- PROBLEM STATEMENT:
Read through the data and report every line in which the word "UndefinedBias" occurs.

[Start of Attachment]

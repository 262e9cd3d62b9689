//! Relative error of a prediction against the exact count.

use crate::error::{GoldbachError, Result};
use serde::{Deserialize, Serialize};

/// Signed relative error (prediction - exact) / exact and its magnitude.
#[derive(Debug, Clone, Copy, PartialEq, Serialize, Deserialize)]
pub struct Bias {
    pub signed: f64,
    pub absolute: f64,
}

/// Relative bias of one prediction.
///
/// An exact count of zero has no relative error and yields
/// [`GoldbachError::UndefinedBias`] instead of an infinity or NaN.
pub fn relative_bias(prediction: f64, exact: u64) -> Result<Bias> {
    if exact == 0 {
        return Err(GoldbachError::UndefinedBias);
    }
    if !prediction.is_finite() {
        return Err(GoldbachError::InvalidArgument(format!(
            "prediction must be finite, got {prediction}"
        )));
    }
    let exact = exact as f64;
    let signed = (prediction - exact) / exact;
    Ok(Bias {
        signed,
        absolute: signed.abs(),
    })
}

/// Both predictors scored against G(N).
#[derive(Debug, Clone, Copy, PartialEq, Serialize, Deserialize)]
pub struct BiasReport {
    pub n: u64,
    pub exact: u64,
    pub series: f64,
    pub integral: f64,
    pub series_bias: Bias,
    pub integral_bias: Bias,
}

impl BiasReport {
    /// The integral form is strictly closer to the exact count.
    pub fn integral_wins(&self) -> bool {
        self.integral_bias.absolute < self.series_bias.absolute
    }

    /// The series form is strictly closer to the exact count.
    pub fn series_wins(&self) -> bool {
        self.series_bias.absolute < self.integral_bias.absolute
    }

    /// |series bias| / |integral bias|; `None` when the integral is exact.
    pub fn advantage_ratio(&self) -> Option<f64> {
        if self.integral_bias.absolute == 0.0 {
            None
        } else {
            Some(self.series_bias.absolute / self.integral_bias.absolute)
        }
    }
}

/// Score the series and integral predictions for N against its exact count.
pub fn evaluate_bias(n: u64, exact: u64, series: f64, integral: f64) -> Result<BiasReport> {
    Ok(BiasReport {
        n,
        exact,
        series,
        integral,
        series_bias: relative_bias(series, exact)?,
        integral_bias: relative_bias(integral, exact)?,
    })
}

#[cfg(test)]
mod tests {
    use super::*;

    #[test]
    fn test_signed_and_absolute() {
        let b = relative_bias(80.0, 100).unwrap();
        assert!((b.signed + 0.2).abs() < 1e-15);
        assert!((b.absolute - 0.2).abs() < 1e-15);

        let b = relative_bias(150.0, 100).unwrap();
        assert!((b.signed - 0.5).abs() < 1e-15);
        assert_eq!(b.signed, b.absolute);
    }

    #[test]
    fn test_exact_prediction_has_zero_bias() {
        let b = relative_bias(56.0, 56).unwrap();
        assert_eq!(b.signed, 0.0);
        assert_eq!(b.absolute, 0.0);
    }

    #[test]
    fn test_zero_count_is_undefined() {
        assert_eq!(relative_bias(1.0, 0), Err(GoldbachError::UndefinedBias));
        assert_eq!(
            evaluate_bias(4, 0, 1.0, 1.0),
            Err(GoldbachError::UndefinedBias)
        );
    }

    #[test]
    fn test_non_finite_prediction_rejected() {
        assert!(matches!(
            relative_bias(f64::NAN, 10),
            Err(GoldbachError::InvalidArgument(_))
        ));
        assert!(matches!(
            relative_bias(f64::INFINITY, 10),
            Err(GoldbachError::InvalidArgument(_))
        ));
    }

    #[test]
    fn test_report_winner_and_ratio() {
        let report = evaluate_bias(1_000, 56, 40.0, 43.0).unwrap();
        assert!(report.integral_wins());
        assert!(!report.series_wins());
        let ratio = report.advantage_ratio().unwrap();
        assert!((ratio - 16.0 / 13.0).abs() < 1e-12);

        let tie = evaluate_bias(1_000, 56, 50.0, 62.0).unwrap();
        assert!(!tie.integral_wins() && !tie.series_wins());

        let exact = evaluate_bias(10, 3, 4.0, 3.0).unwrap();
        assert_eq!(exact.advantage_ratio(), None);
    }
}
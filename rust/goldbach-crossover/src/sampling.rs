//! Stratified sampling of even N across logarithmic scales.
//!
//! Density is highest around the crossover region (10^4 .. 10^6) and falls
//! off towards the extremes, with a few fixed milestones always included
//! when in range.

use crate::error::CrossoverError;
use std::collections::BTreeSet;

/// Half-open strata `[start, end)` sampled every `step`.
const STRATA: [(u64, u64, u64); 5] = [
    (1_000, 10_000, 500),
    (10_000, 100_000, 1_000),
    (100_000, 1_000_000, 5_000),
    (1_000_000, 10_000_000, 50_000),
    (10_000_000, 100_000_000, 500_000),
];

const MILESTONES: [u64; 9] = [
    1_000,
    10_000,
    100_000,
    1_000_000,
    10_000_000,
    54_950_000,
    70_000_000,
    97_000_000,
    100_000_000,
];

/// Even sampling points within `[min_n, max_n]`, ascending and distinct.
pub fn generate_sampling_points(min_n: u64, max_n: u64) -> Result<Vec<u64>, CrossoverError> {
    if min_n > max_n {
        return Err(CrossoverError::InvalidRange {
            min: min_n,
            max: max_n,
        });
    }

    let points: BTreeSet<u64> = STRATA
        .iter()
        .flat_map(|&(start, end, step)| (start..end).step_by(step as usize))
        .chain(MILESTONES)
        .filter(|&n| n % 2 == 0 && (min_n..=max_n).contains(&n))
        .collect();

    Ok(points.into_iter().collect())
}
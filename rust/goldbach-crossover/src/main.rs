//! goldbach-crossover CLI: exact Goldbach counts vs. Hardy-Littlewood
//! predictions.
//!
//! Usage:
//!   goldbach-crossover [--mode=collect] [--min-n=1000] [--max-n=100000]
//!                      [--output=goldbach_data.csv] [--summary-json=<path>]
//!                      [--order=4] [--quadrature-limit=200] [--progress-every=100]
//!   goldbach-crossover --mode=compare
//!   goldbach-crossover --mode=verify
//!
//! Modes:
//!   collect  sweep stratified N, write per-N CSV, print bias summary
//!   compare  series vs. integral prediction for a few decades of N
//!   verify   check G(N) against known ordered counts
//!
//! Set RUST_LOG=info for progress output.

use goldbach_core::{compare_methods, count_goldbach_batch};
use goldbach_crossover::collect::run_collection;
use goldbach_crossover::summary::print_summary;
use goldbach_crossover::{CollectionConfig, CrossoverError, Mode};

/// Ordered counts for N = 10, 100, 1000, 10000.
const KNOWN_COUNTS: [(u64, u64); 4] = [(10, 3), (100, 12), (1_000, 56), (10_000, 254)];

fn main() {
    env_logger::init();

    let config = match CollectionConfig::from_args(std::env::args().skip(1)) {
        Ok(config) => config,
        Err(e) => {
            eprintln!("Error: {}", e);
            eprintln!("Use --mode=collect|compare|verify with --key=value options");
            std::process::exit(1);
        }
    };

    let outcome = match config.mode {
        Mode::Collect => run_collect(&config),
        Mode::Compare => run_compare(),
        Mode::Verify => run_verify(),
    };

    match outcome {
        Ok(true) => {}
        Ok(false) => std::process::exit(1),
        Err(e) => {
            eprintln!("Error: {}", e);
            std::process::exit(1);
        }
    }
}

fn run_collect(config: &CollectionConfig) -> Result<bool, CrossoverError> {
    println!("{}", "=".repeat(70));
    println!("Goldbach Crossover Data Collection");
    println!("{}", "=".repeat(70));
    println!("\nConfiguration:");
    println!("  Min N: {}", config.min_n);
    println!("  Max N: {}", config.max_n);
    println!("  Series order: {}", config.series_order);
    println!("  Quadrature limit: {}", config.quadrature_limit);
    println!("  Output: {}", config.output.display());

    let (records, summary) = run_collection(config)?;
    println!("\nCollected {} points into {}", records.len(), config.output.display());
    match summary {
        Some(summary) => print_summary(&summary),
        None => println!("No sampling points in range; nothing to summarise."),
    }
    Ok(true)
}

fn run_compare() -> Result<bool, CrossoverError> {
    println!("Hardy-Littlewood Formula Implementations");
    println!("{}", "=".repeat(60));
    println!("\nComparison of Methods:\n");
    println!("{:>10} {:>12} {:>12} {:>8}", "N", "Series", "Integral", "S(N)");
    println!("{}", "-".repeat(60));

    for n in [100u64, 1_000, 10_000, 100_000, 1_000_000] {
        let cmp = compare_methods(n)?;
        println!(
            "{:>10} {:>12.2} {:>12.2} {:>8.4}",
            cmp.n, cmp.series, cmp.integral, cmp.singular_series
        );
    }

    let detail = compare_methods(1_000_000)?;
    println!("\n{}", "=".repeat(60));
    println!("Detailed Analysis for N = 1,000,000:");
    println!("{}", "=".repeat(60));
    println!("\nSingular series S(N) = {:.6}", detail.singular_series);
    println!("\nSeries expansion:");
    println!("  Prediction: {:.2}", detail.series);
    println!("\nLogarithmic integral:");
    println!("  Prediction: {:.2}", detail.integral);
    println!("\nDifference: {:.2}", (detail.series - detail.integral).abs());
    println!("Relative difference: {:.2}%", detail.relative_difference() * 100.0);
    Ok(true)
}

fn run_verify() -> Result<bool, CrossoverError> {
    println!("Goldbach Ordered-Pair Counter");
    println!("{}", "=".repeat(50));

    let n_values: Vec<u64> = KNOWN_COUNTS.iter().map(|&(n, _)| n).collect();
    let counts = count_goldbach_batch(&n_values, None)?;

    println!("\nVerification:");
    let mut all_correct = true;
    for (&(n, expected), &actual) in KNOWN_COUNTS.iter().zip(&counts) {
        let status = if actual == expected { "OK  " } else { "FAIL" };
        println!("[{}] N = {:>6}: expected {:>6}, got {:>6}", status, n, expected, actual);
        all_correct &= actual == expected;
    }

    if all_correct {
        println!("\nAll checks passed");
    } else {
        println!("\nSome checks failed");
    }
    Ok(all_correct)
}
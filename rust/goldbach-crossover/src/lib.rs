//! Crossover analysis between the series and logarithmic-integral
//! Hardy-Littlewood predictors.
//!
//! Samples even N on stratified logarithmic scales, computes the exact
//! Goldbach count and both predictions for each, and summarises where the
//! integral form overtakes the series form.

pub mod collect;
pub mod config;
pub mod error;
pub mod output;
pub mod sampling;
pub mod summary;

pub use collect::{collect_data, collect_record, CrossoverRecord};
pub use config::{CollectionConfig, Mode};
pub use error::CrossoverError;
pub use sampling::generate_sampling_points;
pub use summary::{summarize, CrossoverSummary};
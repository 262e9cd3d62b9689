//! # Goldbach Core
//!
//! Exact ordered Goldbach representation counts G(N) and the two
//! Hardy-Littlewood predictors they are compared against:
//!
//! - a truncated series expansion around the leading term 2 C2 S(N) N / ln^2 N;
//! - the logarithmic integral 2 C2 S(N) * integral_2^{N-2} dt / (ln t ln(N - t)).
//!
//! A [`PrimeTable`] is sieved once at the largest N of a run and shared
//! read-only; everything else is a pure function of N, so different N can be
//! evaluated on different threads without coordination.

pub mod bias;
pub mod error;
pub mod integral;
pub mod pairs;
pub mod quadrature;
pub mod series;
pub mod sieve;
pub mod singular;

pub use bias::{evaluate_bias, relative_bias, Bias, BiasReport};
pub use error::{GoldbachError, Result};
pub use integral::{
    hardy_littlewood_integral, hardy_littlewood_integral_with, IntegralEstimate,
    DEFAULT_QUADRATURE_LIMIT,
};
pub use pairs::{count_goldbach_batch, count_goldbach_batch_with, count_goldbach_ordered};
pub use quadrature::{GaussKronrod, Integrator, QuadratureResult};
pub use series::{hardy_littlewood_series, DEFAULT_SERIES_ORDER};
pub use sieve::{generate_primes, PrimeBitmap, PrimeTable};
pub use singular::singular_series;

use serde::{Deserialize, Serialize};

/// Twin-prime constant C2 = prod over odd primes p of (1 - 1/(p-1)^2).
pub const TWIN_PRIME_CONSTANT: f64 = 0.660_161_815_846_869_57;

/// Both predictions and S(N) for one N, at default order and quadrature limit.
#[derive(Debug, Clone, Copy, PartialEq, Serialize, Deserialize)]
pub struct MethodComparison {
    pub n: u64,
    pub series: f64,
    pub integral: f64,
    pub singular_series: f64,
}

impl MethodComparison {
    /// |series - integral| / integral.
    pub fn relative_difference(&self) -> f64 {
        (self.series - self.integral).abs() / self.integral
    }
}

/// Evaluate both predictors for N side by side.
pub fn compare_methods(n: u64) -> Result<MethodComparison> {
    Ok(MethodComparison {
        n,
        series: hardy_littlewood_series(n, DEFAULT_SERIES_ORDER)?,
        integral: hardy_littlewood_integral(n, DEFAULT_QUADRATURE_LIMIT)?,
        singular_series: singular_series(n)?,
    })
}

/// Exact count, both predictions and their biases for one N, reusing a
/// shared prime table.
pub fn evaluate_n(
    n: u64,
    table: &PrimeTable,
    series_order: usize,
    quadrature_limit: usize,
) -> Result<BiasReport> {
    let exact = count_goldbach_ordered(n, Some(table))?;
    let series = hardy_littlewood_series(n, series_order)?;
    let integral = hardy_littlewood_integral(n, quadrature_limit)?;
    evaluate_bias(n, exact, series, integral)
}
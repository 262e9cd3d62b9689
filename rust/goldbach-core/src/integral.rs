//! Logarithmic-integral form of the Hardy-Littlewood prediction.
//!
//!   r(N) ~ 2 C2 S(N) * integral_2^{N-2} dt / (ln t * ln(N - t))

use crate::error::{ensure_goldbach_domain, GoldbachError, Result};
use crate::quadrature::{GaussKronrod, Integrator, QuadratureResult};
use crate::singular::singular_series;
use crate::TWIN_PRIME_CONSTANT;
use serde::{Deserialize, Serialize};

pub const DEFAULT_QUADRATURE_LIMIT: usize = 200;

/// Integral prediction together with the quadrature diagnostics behind it.
#[derive(Debug, Clone, Copy, PartialEq, Serialize, Deserialize)]
pub struct IntegralEstimate {
    pub n: u64,
    pub prediction: f64,
    pub quadrature: QuadratureResult,
}

/// Kernel 1 / (ln t * ln(N - t)), defined as zero at and outside the open
/// interval (2, N - 2).
pub fn kernel(n: f64, t: f64) -> f64 {
    if t <= 2.0 || t >= n - 2.0 {
        return 0.0;
    }
    1.0 / (t.ln() * (n - t).ln())
}

/// Integral prediction of G(N) using adaptive quadrature with at most
/// `quadrature_limit` subintervals.
pub fn hardy_littlewood_integral(n: u64, quadrature_limit: usize) -> Result<f64> {
    if quadrature_limit == 0 {
        return Err(GoldbachError::InvalidArgument(
            "quadrature limit must be positive".into(),
        ));
    }
    let estimate = hardy_littlewood_integral_with(n, &GaussKronrod::with_limit(quadrature_limit))?;
    Ok(estimate.prediction)
}

/// Integral prediction with a caller-supplied integrator.
///
/// N = 4 is rejected: the integration interval [2, N - 2] collapses to a
/// point and the prediction would be zero.
pub fn hardy_littlewood_integral_with<I: Integrator>(
    n: u64,
    integrator: &I,
) -> Result<IntegralEstimate> {
    ensure_goldbach_domain(n)?;
    if n < 6 {
        return Err(GoldbachError::InvalidArgument(format!(
            "integral prediction needs N >= 6 for a non-empty interval, got {n}"
        )));
    }

    let s = singular_series(n)?;
    let upper = n as f64 - 2.0;
    let quadrature = integrator.integrate(|t| kernel(n as f64, t), 2.0, upper);

    if quadrature.converged {
        log::debug!(
            "N = {}: integral {:.6} over {} subintervals (abs error {:.2e})",
            n,
            quadrature.value,
            quadrature.intervals,
            quadrature.abs_error
        );
    } else {
        log::warn!(
            "N = {}: quadrature stopped at {} subintervals without meeting tolerance (abs error {:.2e})",
            n,
            quadrature.intervals,
            quadrature.abs_error
        );
    }

    Ok(IntegralEstimate {
        n,
        prediction: 2.0 * TWIN_PRIME_CONSTANT * s * quadrature.value,
        quadrature,
    })
}
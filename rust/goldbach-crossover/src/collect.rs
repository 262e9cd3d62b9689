//! Per-N data collection over a shared prime table.

use crate::config::CollectionConfig;
use crate::error::CrossoverError;
use crate::output;
use crate::sampling::generate_sampling_points;
use crate::summary::{summarize, CrossoverSummary};
use goldbach_core::{evaluate_n, generate_primes, BiasReport, GoldbachError, PrimeTable};
use rayon::prelude::*;
use serde::{Deserialize, Serialize};
use std::sync::atomic::{AtomicUsize, Ordering};
use std::time::{Duration, Instant};

/// One sampled N: exact count, both predictions and their biases.
///
/// Field names serialize to the CSV column headers.
#[derive(Debug, Clone, PartialEq, Serialize, Deserialize)]
pub struct CrossoverRecord {
    #[serde(rename = "N")]
    pub n: u64,
    #[serde(rename = "G_N")]
    pub g_n: u64,
    #[serde(rename = "Series_Pred")]
    pub series_pred: f64,
    #[serde(rename = "Integral_Pred")]
    pub integral_pred: f64,
    #[serde(rename = "Series_Bias")]
    pub series_bias: f64,
    #[serde(rename = "Integral_Bias")]
    pub integral_bias: f64,
    #[serde(rename = "Abs_Bias_Series")]
    pub abs_bias_series: f64,
    #[serde(rename = "Abs_Bias_Integral")]
    pub abs_bias_integral: f64,
}

impl From<BiasReport> for CrossoverRecord {
    fn from(r: BiasReport) -> Self {
        CrossoverRecord {
            n: r.n,
            g_n: r.exact,
            series_pred: r.series,
            integral_pred: r.integral,
            series_bias: r.series_bias.signed,
            integral_bias: r.integral_bias.signed,
            abs_bias_series: r.series_bias.absolute,
            abs_bias_integral: r.integral_bias.absolute,
        }
    }
}

impl CrossoverRecord {
    pub fn integral_wins(&self) -> bool {
        self.abs_bias_integral < self.abs_bias_series
    }

    pub fn series_wins(&self) -> bool {
        self.abs_bias_series < self.abs_bias_integral
    }
}

/// Evaluate a single N against `table`.
pub fn collect_record(
    n: u64,
    table: &PrimeTable,
    series_order: usize,
    quadrature_limit: usize,
) -> Result<CrossoverRecord, GoldbachError> {
    evaluate_n(n, table, series_order, quadrature_limit).map(CrossoverRecord::from)
}

/// Evaluate every N in parallel, sharing `table` read-only.
///
/// Records come back in the order of `n_values`. The first invalid N aborts
/// the run.
pub fn collect_data(
    n_values: &[u64],
    table: &PrimeTable,
    config: &CollectionConfig,
) -> Result<Vec<CrossoverRecord>, CrossoverError> {
    let total = n_values.len();
    let done = AtomicUsize::new(0);
    let start = Instant::now();

    let records = n_values
        .par_iter()
        .map(|&n| -> Result<CrossoverRecord, GoldbachError> {
            let record = collect_record(n, table, config.series_order, config.quadrature_limit)?;
            let finished = done.fetch_add(1, Ordering::Relaxed) + 1;
            if config.progress_every > 0
                && (finished % config.progress_every == 0 || finished == total)
            {
                log_progress(finished, total, start.elapsed());
            }
            Ok(record)
        })
        .collect::<Result<Vec<_>, GoldbachError>>()?;

    Ok(records)
}

fn log_progress(finished: usize, total: usize, elapsed: Duration) {
    let secs = elapsed.as_secs_f64();
    let rate = if secs > 0.0 { finished as f64 / secs } else { 0.0 };
    let remaining = if rate > 0.0 {
        (total - finished) as f64 / rate
    } else {
        0.0
    };
    log::info!(
        "Progress: {}/{} ({:.1}%) - {:.0}s elapsed, ~{:.0}s remaining",
        finished,
        total,
        100.0 * finished as f64 / total as f64,
        secs,
        remaining
    );
}

/// Full collection run: sample, sieve once, evaluate, persist.
pub fn run_collection(
    config: &CollectionConfig,
) -> Result<(Vec<CrossoverRecord>, Option<CrossoverSummary>), CrossoverError> {
    let n_values = generate_sampling_points(config.min_n, config.max_n)?;
    log::info!("{} sampling points in [{}, {}]", n_values.len(), config.min_n, config.max_n);

    let sieve_start = Instant::now();
    let table = generate_primes(config.max_n);
    log::info!(
        "Generated {} primes up to {} in {:.1}s",
        table.len(),
        config.max_n,
        sieve_start.elapsed().as_secs_f64()
    );

    let records = collect_data(&n_values, &table, config)?;
    output::write_csv(&records, &config.output)?;
    log::info!("Wrote {} records to {}", records.len(), config.output.display());

    let summary = summarize(&records);
    if let (Some(summary), Some(path)) = (&summary, &config.summary_json) {
        output::write_json(summary, path)?;
        log::info!("Wrote summary to {}", path.display());
    }
    Ok((records, summary))
}
//! Integration tests for the Goldbach core crate.

use goldbach_core::singular::{local_factor, odd_prime_factors};
use goldbach_core::{
    count_goldbach_batch, count_goldbach_ordered, evaluate_n, generate_primes,
    hardy_littlewood_integral, hardy_littlewood_series, singular_series, GoldbachError,
    DEFAULT_QUADRATURE_LIMIT, DEFAULT_SERIES_ORDER,
};
use rand::rngs::StdRng;
use rand::seq::SliceRandom;
use rand::{Rng, SeedableRng};

fn is_prime_trial(n: u64) -> bool {
    if n < 2 {
        return false;
    }
    let mut d = 2u64;
    while d * d <= n {
        if n % d == 0 {
            return false;
        }
        d += 1;
    }
    true
}

fn random_even(rng: &mut StdRng, max: u64) -> u64 {
    2 * rng.gen_range(2..=max / 2)
}

#[test]
fn test_reference_ordered_counts() {
    assert_eq!(count_goldbach_ordered(10, None).unwrap(), 3);
    assert_eq!(count_goldbach_ordered(100, None).unwrap(), 12);
    assert_eq!(count_goldbach_ordered(1_000, None).unwrap(), 56);
    assert_eq!(count_goldbach_ordered(10_000, None).unwrap(), 254);
}

#[test]
fn test_boundary_and_error_cases() {
    assert_eq!(count_goldbach_ordered(4, None).unwrap(), 1);
    assert!(matches!(
        count_goldbach_ordered(7, None),
        Err(GoldbachError::InvalidArgument(_))
    ));
    assert!(matches!(
        count_goldbach_ordered(2, None),
        Err(GoldbachError::InvalidArgument(_))
    ));
}

#[test]
fn test_precomputed_table_agrees_with_self_sieving() {
    let mut rng = StdRng::seed_from_u64(0x601d_bac4);
    for _ in 0..200 {
        let n = random_even(&mut rng, 20_000);
        let own = count_goldbach_ordered(n, None).unwrap();
        let table = generate_primes(n);
        assert_eq!(own, count_goldbach_ordered(n, Some(&table)).unwrap(), "N = {}", n);
    }
}

#[test]
fn test_singleton_batch_agrees_with_single_count() {
    let mut rng = StdRng::seed_from_u64(7);
    for _ in 0..100 {
        let n = random_even(&mut rng, 20_000);
        let batch = count_goldbach_batch(&[n], Some(n)).unwrap();
        assert_eq!(batch[0], count_goldbach_ordered(n, None).unwrap(), "N = {}", n);
    }
}

#[test]
fn test_batch_preserves_input_order() {
    let mut rng = StdRng::seed_from_u64(11);
    let n_values: Vec<u64> = (0..300).map(|_| random_even(&mut rng, 30_000)).collect();
    let counts = count_goldbach_batch(&n_values, None).unwrap();
    let table = generate_primes(30_000);
    for (&n, &g) in n_values.iter().zip(&counts) {
        assert_eq!(g, count_goldbach_ordered(n, Some(&table)).unwrap(), "N = {}", n);
    }
}

#[test]
fn test_sieve_against_trial_division() {
    let limit = 100_000u64;
    let table = generate_primes(limit);
    let primes = table.primes();

    assert!(primes.windows(2).all(|w| w[0] < w[1]), "not strictly increasing");
    assert!(primes.iter().all(|&p| is_prime_trial(p)), "composite in table");

    let expected: Vec<u64> = (0..=limit).filter(|&n| is_prime_trial(n)).collect();
    assert_eq!(primes, expected.as_slice());
}

#[test]
fn test_singular_series_independent_of_factor_order() {
    let mut rng = StdRng::seed_from_u64(3);
    let n_values = [2 * 3 * 5 * 7 * 11 * 13 * 17 * 19u64, 2 * 3 * 3 * 101 * 9973, 30_030 * 2, 999_999 * 2];
    for n in n_values {
        let ascending = singular_series(n).unwrap();
        let mut factors = odd_prime_factors(n / 2);
        factors.reverse();
        let descending: f64 = factors.iter().map(|&p| local_factor(p)).product();
        factors.shuffle(&mut rng);
        let shuffled: f64 = factors.iter().map(|&p| local_factor(p)).product();
        assert!((ascending - descending).abs() < 1e-9, "N = {}", n);
        assert!((ascending - shuffled).abs() < 1e-9, "N = {}", n);
    }
    assert!(matches!(singular_series(9), Err(GoldbachError::InvalidArgument(_))));
}

#[test]
fn test_predictions_positive_and_finite() {
    let mut n_values: Vec<u64> = (6..=200).step_by(2).collect();
    n_values.extend([1_000, 12_346, 65_536, 99_990, 1_000_000]);
    for n in n_values {
        let s = hardy_littlewood_series(n, DEFAULT_SERIES_ORDER).unwrap();
        let i = hardy_littlewood_integral(n, DEFAULT_QUADRATURE_LIMIT).unwrap();
        assert!(s.is_finite() && s > 0.0, "series({}) = {}", n, s);
        assert!(i.is_finite() && i > 0.0, "integral({}) = {}", n, i);
    }
    let s4 = hardy_littlewood_series(4, DEFAULT_SERIES_ORDER).unwrap();
    assert!(s4.is_finite() && s4 > 0.0);
}

/// Biases stay bounded and the two predictors draw together as N grows;
/// above 10^4 the integral form is the more accurate one.
fn check_trend(n_values: &[u64]) {
    let table = generate_primes(*n_values.iter().max().unwrap());
    let reports: Vec<_> = n_values
        .iter()
        .map(|&n| evaluate_n(n, &table, DEFAULT_SERIES_ORDER, DEFAULT_QUADRATURE_LIMIT).unwrap())
        .collect();

    for r in &reports {
        assert!(r.series_bias.absolute < 0.3, "N = {}: {:?}", r.n, r.series_bias);
        assert!(r.integral_bias.absolute < 0.3, "N = {}: {:?}", r.n, r.integral_bias);
        assert!(r.integral_wins(), "N = {}", r.n);
    }

    let gaps: Vec<f64> = reports
        .iter()
        .map(|r| (r.series - r.integral).abs() / r.exact as f64)
        .collect();
    assert!(
        gaps.windows(2).all(|w| w[1] < w[0]),
        "predictor gap should shrink with N: {:?}",
        gaps
    );
}

#[test]
fn test_bias_trend_up_to_one_million() {
    check_trend(&[10_000, 100_000, 1_000_000]);
}

// Sieves to 10^7; run with `cargo test --release -- --ignored`.
#[test]
#[ignore]
fn test_bias_trend_up_to_ten_million() {
    check_trend(&[10_000, 100_000, 1_000_000, 10_000_000]);
}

[End of Attachment]

- TASK RESULT:
/// [`GoldbachError::UndefinedBias`] instead of an infinity or NaN.
        return Err(GoldbachError::UndefinedBias);
        assert_eq!(relative_bias(1.0, 0), Err(GoldbachError::UndefinedBias));
            Err(GoldbachError::UndefinedBias)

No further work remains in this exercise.